Escherichia coli ilvN interacts with the FAD binding domain of ilvB and activates the AHAS I enzyme

The unique multidomain organization in the multimeric Escherichia coli AHAS I (ilvBN) enzyme has been exploited to generate polypeptide fragments which, when cloned and expressed, reassemble in the presence of cofactors to yield a catalytically competent enzyme. Multidimensional multinuclear NMR methods have been employed for obtaining near complete sequence specific NMR assignments for backbone H-N, N-15, C-13(alpha) and C-13(beta) atoms of the FAD binding domain of ilvB on samples that were isotopically enriched in H-2, C-13 and N-15. Unambiguous assignments were obtained for 169 of 177 backbone C-alpha atoms and 127 of 164 side chain C-beta atoms.
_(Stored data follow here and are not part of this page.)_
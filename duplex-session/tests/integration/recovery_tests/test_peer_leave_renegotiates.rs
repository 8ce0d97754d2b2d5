use duplex_core::RoomStatus;
use duplex_session::{Role, SessionEvent};

use crate::integration::{connect_pair, init_tracing};
use crate::utils::{TestWorld, alice, bob, wait_for_connected, wait_for_event, wait_for_room};

#[tokio::test]
async fn test_peer_leave_renegotiates() {
    init_tracing();

    let world = TestWorld::new();
    // Bob opens first, so Alice starts out as the answerer
    let (b, mut a) = connect_pair(&world, &bob(), &alice()).await;
    assert_eq!(*a.session.role().borrow(), Some(Role::Answerer));
    let room_id = a.session.room_id().clone();

    b.session.close().await;

    wait_for_event(&mut a.events, |e| matches!(e, SessionEvent::Renegotiating))
        .await
        .expect("Alice did not renegotiate");
    let role = wait_for_event(&mut a.events, |e| matches!(e, SessionEvent::RoleResolved(_)))
        .await
        .expect("Alice did not take a role");
    assert!(matches!(role, SessionEvent::RoleResolved(Role::Caller)));

    // Fresh generation: only Alice is in, with a new offer
    let doc = wait_for_room(&world, &room_id, |doc| {
        doc.is_some_and(|d| d.status == RoomStatus::WaitingAnswer && d.is_offered_by(&alice().id))
    })
    .await
    .expect("No fresh offer")
    .expect("Room missing");
    assert_eq!(doc.joined_users.len(), 1);
    assert!(doc.answer_sdp.is_none());

    // Bob comes back and answers the new offer
    let b = world.open(&bob(), &alice());
    wait_for_connected(&b.session).await.expect("Bob did not reconnect");
    wait_for_connected(&a.session).await.expect("Alice did not reconnect");
    assert_eq!(*b.session.role().borrow(), Some(Role::Answerer));

    a.session
        .send_message("welcome back")
        .await
        .expect("Send failed")
        .expect("Data channel not open");

    // Bob's return is not a departure: no second restart
    let mut renegotiations = 0;
    while let Ok(event) = a.events.try_recv() {
        if matches!(event, SessionEvent::Renegotiating) {
            renegotiations += 1;
        }
    }
    assert_eq!(renegotiations, 0);

    a.session.close().await;
    b.session.close().await;
}
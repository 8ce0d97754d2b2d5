use crate::integration::{connect_pair, init_tracing};
use crate::utils::{TestWorld, alice, bob};

#[tokio::test]
async fn test_close_collects_room() {
    init_tracing();

    let world = TestWorld::new();
    let (a, b) = connect_pair(&world, &alice(), &bob()).await;
    let room_id = a.session.room_id().clone();
    assert!(world.store.candidate_count(&room_id).await > 0);

    a.session.close().await;
    b.session.close().await;

    assert!(world.room(&room_id).await.is_none());
    assert_eq!(world.store.candidate_count(&room_id).await, 0);
    assert_eq!(world.network.open_endpoints(), 0);
}
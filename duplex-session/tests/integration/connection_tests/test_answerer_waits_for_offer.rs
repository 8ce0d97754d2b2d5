use duplex_core::{RoomId, RoomPatch};
use duplex_session::{
    NegotiationState, Role, SessionError, SessionEvent, SignalingChannel, TransportError,
};

use crate::integration::init_tracing;
use crate::utils::{TestWorld, alice, bob, wait_for_connected, wait_for_event, wait_for_state};

#[tokio::test]
async fn test_answerer_waits_for_offer() {
    init_tracing();

    let world = TestWorld::new();
    let room_id = RoomId::for_peers(&alice().id, &bob().id);

    // Left over from an earlier visit by Alice whose transport is gone
    world
        .store
        .set_merge(&room_id, RoomPatch::create(&alice().id, &bob().id))
        .await
        .expect("Failed to seed room");
    world
        .store
        .set_merge(&room_id, RoomPatch::offer("stale-offer".into(), &alice().id))
        .await
        .expect("Failed to seed offer");

    let mut b = world.open(&bob(), &alice());

    // Answering the stale offer fails and is reported, Bob keeps waiting
    let event = wait_for_event(&mut b.events, |e| matches!(e, SessionEvent::Error(_)))
        .await
        .expect("No error reported for the stale offer");
    assert!(matches!(
        event,
        SessionEvent::Error(SessionError::Transport(TransportError::Description(_)))
    ));
    assert_eq!(*b.session.role().borrow(), Some(Role::Answerer));
    wait_for_state(&b.session, NegotiationState::AnswererAwaitingOffer)
        .await
        .expect("Bob is not waiting for an offer");

    // Alice returns, publishes a fresh offer and Bob answers it
    let a = world.open(&alice(), &bob());
    assert!(matches!(
        *a.session.role().borrow(),
        None | Some(Role::Caller)
    ));
    wait_for_connected(&a.session)
        .await
        .expect("Alice did not connect");
    wait_for_connected(&b.session)
        .await
        .expect("Bob did not connect");
    assert_eq!(*a.session.role().borrow(), Some(Role::Caller));

    a.session.close().await;
    b.session.close().await;
}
The secondary structure determined on the basis of observed 13C(alpha) secondary chemical shifts and sequential NOEs agrees well with the structure of this domain in the catalytic subunit of yeast AHAS. Binding of ilvN to the ilvB alpha and ilvB beta domains was studied by both circular dichroism and isotope edited solution nuclear magnetic resonance methods. Changes in CD spectra indicate that ilvN interacts with ilvB alpha and ilvB beta domains of the catalytic subunit and not with the ilvB gamma domain. NMR chemical shift mapping methods show that ilvN binds close to the FAD binding site in ilvB and proximal to the intrasubunit ilvB alpha/ilvB beta domain interface. The implication of this interaction on the role of the regulatory subunit on the activity of the holoenzyme is discussed.